- **WHAT TO DO**:
For the string "past", search the entries below and copy every line where it appears.

- **DATA**:
——————————

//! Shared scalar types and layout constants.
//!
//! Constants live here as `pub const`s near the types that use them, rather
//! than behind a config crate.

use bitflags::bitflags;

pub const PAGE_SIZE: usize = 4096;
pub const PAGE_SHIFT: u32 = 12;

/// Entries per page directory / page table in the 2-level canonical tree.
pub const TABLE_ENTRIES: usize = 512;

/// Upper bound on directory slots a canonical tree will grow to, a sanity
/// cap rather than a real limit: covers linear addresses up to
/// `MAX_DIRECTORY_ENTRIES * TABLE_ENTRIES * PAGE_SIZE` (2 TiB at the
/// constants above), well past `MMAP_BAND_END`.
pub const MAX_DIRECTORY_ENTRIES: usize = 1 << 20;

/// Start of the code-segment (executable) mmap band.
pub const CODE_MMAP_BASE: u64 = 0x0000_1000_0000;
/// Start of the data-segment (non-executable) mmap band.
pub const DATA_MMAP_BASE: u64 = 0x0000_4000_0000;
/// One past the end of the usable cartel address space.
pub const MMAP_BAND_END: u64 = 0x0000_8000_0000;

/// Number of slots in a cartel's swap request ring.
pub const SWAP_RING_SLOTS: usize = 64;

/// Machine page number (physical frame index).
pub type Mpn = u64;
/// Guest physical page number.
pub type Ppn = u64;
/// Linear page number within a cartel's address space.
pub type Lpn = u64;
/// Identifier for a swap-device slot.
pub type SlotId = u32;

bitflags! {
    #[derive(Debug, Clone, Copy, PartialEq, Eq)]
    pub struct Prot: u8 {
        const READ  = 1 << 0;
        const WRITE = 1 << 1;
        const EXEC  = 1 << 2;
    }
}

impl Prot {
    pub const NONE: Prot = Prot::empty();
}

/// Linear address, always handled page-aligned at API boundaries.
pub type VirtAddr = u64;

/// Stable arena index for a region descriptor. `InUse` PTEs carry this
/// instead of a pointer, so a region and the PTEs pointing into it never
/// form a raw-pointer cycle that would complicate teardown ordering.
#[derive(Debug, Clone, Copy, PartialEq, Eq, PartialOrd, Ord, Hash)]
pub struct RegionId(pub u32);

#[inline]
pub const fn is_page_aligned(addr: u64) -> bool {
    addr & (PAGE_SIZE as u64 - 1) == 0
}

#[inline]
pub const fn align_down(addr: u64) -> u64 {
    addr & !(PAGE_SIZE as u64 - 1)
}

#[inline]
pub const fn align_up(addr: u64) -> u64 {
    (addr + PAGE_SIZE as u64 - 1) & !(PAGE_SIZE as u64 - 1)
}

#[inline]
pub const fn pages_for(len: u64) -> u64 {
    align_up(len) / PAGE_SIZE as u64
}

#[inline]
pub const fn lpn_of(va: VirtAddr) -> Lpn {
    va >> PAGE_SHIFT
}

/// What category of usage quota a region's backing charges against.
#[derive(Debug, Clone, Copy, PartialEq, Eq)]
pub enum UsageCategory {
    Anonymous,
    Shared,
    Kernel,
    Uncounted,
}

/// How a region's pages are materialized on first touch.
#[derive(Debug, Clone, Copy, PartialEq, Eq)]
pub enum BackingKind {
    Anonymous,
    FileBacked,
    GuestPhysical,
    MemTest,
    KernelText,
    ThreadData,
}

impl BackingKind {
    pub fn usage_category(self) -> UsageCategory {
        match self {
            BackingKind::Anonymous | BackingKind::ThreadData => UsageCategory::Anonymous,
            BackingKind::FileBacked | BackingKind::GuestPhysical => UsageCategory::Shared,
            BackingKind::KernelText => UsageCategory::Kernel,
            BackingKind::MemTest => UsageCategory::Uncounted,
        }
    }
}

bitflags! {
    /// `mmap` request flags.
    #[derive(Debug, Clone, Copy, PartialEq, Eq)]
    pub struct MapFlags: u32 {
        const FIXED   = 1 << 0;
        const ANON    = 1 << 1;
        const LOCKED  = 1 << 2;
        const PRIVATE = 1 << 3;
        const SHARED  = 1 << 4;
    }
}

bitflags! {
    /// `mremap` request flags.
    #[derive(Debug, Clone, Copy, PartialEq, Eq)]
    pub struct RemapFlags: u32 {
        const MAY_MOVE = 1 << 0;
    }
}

——————————

- **EXPECTED OUTPUT**:
/// constants above), well past `MMAP_BAND_END`.
/// One past the end of the usable cartel address space.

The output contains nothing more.